116 Hospital Street (also 116 and 118 Hospital Street ) is a town house on the south side of the street of Hospital Street in Nantwich, Cheshire, England. Is classified by English Heritage in Grade II. The current building has a Georgian appearance, but includes an earlier half-timbered house, which was probably partially built in the 15th century. The local historian Jane Stevenson describes it as " the most interesting house in Hospital Street " and considers it " the oldest extant residential buildings in Nantwich ".

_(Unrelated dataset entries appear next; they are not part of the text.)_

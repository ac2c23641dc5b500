//! Integration tests for the export simulator
//!
//! Tests the export pipeline including:
//! - Document shape of playlist and track exports
//! - Filename sanitization
//! - Busy-state guard for overlapping exports

use jams_core::types::{Playlist, Song};
use jams_export::{Exporter, ExporterConfig, ExportError, PlaylistExport, TrackExport};
use std::time::Duration;

fn test_playlist() -> Playlist {
    Playlist::new(
        "Road Trip",
        vec![Song::from_link("http://a"), Song::from_link("http://b")],
    )
}

#[tokio::test]
async fn playlist_export_writes_the_documented_json() {
    let dir = tempfile::tempdir().unwrap();
    let exporter = Exporter::with_config(ExporterConfig::new(dir.path()).without_delay());

    let playlist = test_playlist();
    let receipt = exporter
        .export_playlist(&playlist, Some("alice"))
        .await
        .expect("Failed to export playlist");

    assert_eq!(receipt.filename, "Road_Trip_export.json");
    assert!(receipt.path.exists());

    let raw = std::fs::read_to_string(&receipt.path).unwrap();
    let document: PlaylistExport = serde_json::from_str(&raw).unwrap();

    assert_eq!(document.playlist.name, "Road Trip");
    assert_eq!(document.playlist.song_count, 2);
    assert_eq!(document.songs.len(), 2);
    assert_eq!(document.songs[0].link, "http://a");
    assert!(document.songs[0].metadata.exported);
    assert_eq!(document.songs[0].metadata.format, "simulated");
    assert_eq!(document.metadata.version, "1.0");
    assert_eq!(document.metadata.exported_by, "alice");
    assert_eq!(document.metadata.platform, "Aux Jams");

    // Field names are part of the external contract
    let value: serde_json::Value = serde_json::from_str(&raw).unwrap();
    assert!(value["playlist"]["songCount"].is_number());
    assert!(value["metadata"]["exportedBy"].is_string());
}

#[tokio::test]
async fn anonymous_export_is_attributed_to_guest() {
    let dir = tempfile::tempdir().unwrap();
    let exporter = Exporter::with_config(ExporterConfig::new(dir.path()).without_delay());

    let receipt = exporter
        .export_playlist(&test_playlist(), None)
        .await
        .unwrap();

    let raw = std::fs::read_to_string(&receipt.path).unwrap();
    let document: PlaylistExport = serde_json::from_str(&raw).unwrap();
    assert_eq!(document.metadata.exported_by, "guest");
}

#[tokio::test]
async fn track_export_writes_the_documented_json() {
    let dir = tempfile::tempdir().unwrap();
    let exporter = Exporter::with_config(ExporterConfig::new(dir.path()).without_delay());

    let song = Song::from_link("http://a");
    let receipt = exporter.export_track(&song).await.unwrap();

    assert_eq!(receipt.filename, "Song_from_http___a_export.json");

    let raw = std::fs::read_to_string(&receipt.path).unwrap();
    let document: TrackExport = serde_json::from_str(&raw).unwrap();

    assert_eq!(document.track.title, "Song from http://a");
    assert_eq!(document.track.artist, "Unknown");
    assert_eq!(document.metadata.quality, "high");
    assert!(document.metadata.includes_lyrics);
    assert!(document.metadata.includes_artwork);
}

#[tokio::test]
async fn overlapping_exports_are_rejected() {
    let dir = tempfile::tempdir().unwrap();
    let mut config = ExporterConfig::new(dir.path()).without_delay();
    config.playlist_delay = Duration::from_millis(50);
    let exporter = Exporter::with_config(config);

    let playlist = test_playlist();
    let (first, second) = tokio::join!(
        exporter.export_playlist(&playlist, None),
        exporter.export_playlist(&playlist, None),
    );

    assert!(first.is_ok());
    assert!(matches!(second, Err(ExportError::Busy)));

    // The guard is released once the pending export finishes
    assert!(!exporter.is_exporting());
    exporter.export_playlist(&playlist, None).await.unwrap();
}

#[tokio::test]
async fn missing_output_directory_surfaces_as_io_error() {
    let dir = tempfile::tempdir().unwrap();
    let missing = dir.path().join("does-not-exist");
    let exporter = Exporter::with_config(ExporterConfig::new(missing).without_delay());

    let err = exporter
        .export_playlist(&test_playlist(), None)
        .await
        .unwrap_err();
    assert!(matches!(err, ExportError::Io(_)));

    // An error must release the busy guard
    assert!(!exporter.is_exporting());
}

The house belongs to a group of houses at the end of Hospital Street, originally built in the 15th and 16th centuries, Churche 's Mansion, 140-142 Hospital Street and The Rookery (number 125). These buildings survived the fire of 1583, which the city facing the end of Hospital Street and a large part of the center Nantwichs fell victim. The house is near the presumed location of the medieval Hospital of St Nicholas, from which the street took its name.

Description

116 Hospital Street is a large two-storey building with a tiled roof and a facade of painted plaster. Towards the street the facade at both ends has two slightly superior end wings, the gable roof branches off from the main roof of the building. The centrally located main entrance is flanked by wooden pillars and has a semi-circular fighters window with pediment above. Both the ground floor and upstairs there are four casement window, which date from the 19th century. When the building was recognized as a historic landmark in 1974, it was the eastern wing, but this proposal was bricked beginning of the 21st century. The facade of the house has a Georgian appearance; English Heritage it dates to the early 18th century, although they " changed a lot " was. The local historian Jeremy Lake holds for late Georgian architecture.

The existing building now includes a much older timber-framed one with a medieval layout with a central hall and flanking wings. The wing with the salon was assessed by Lake to the end of the 15th century. With this date of origin would be the house among the oldest existing buildings Nantwichs, apart from the dating from the 14th century St Mary's Church. The central hall and utility rooms probably have replaced older parts of the building.

In the interior of the wing with the living room old fireplaces and hearths made ​​of sandstone in the design of the 15th century have been preserved. There is an intact roof rack and the main beams of the roof meet perpendicular to the purlin, which considered in Cheshire Lake as characteristic of building from the 15th century. Traces of the original decoration inside are still present, the painted with red ocher roof beams contrast with the painted with white lime paint Lehmbewurfs the panels in the roof.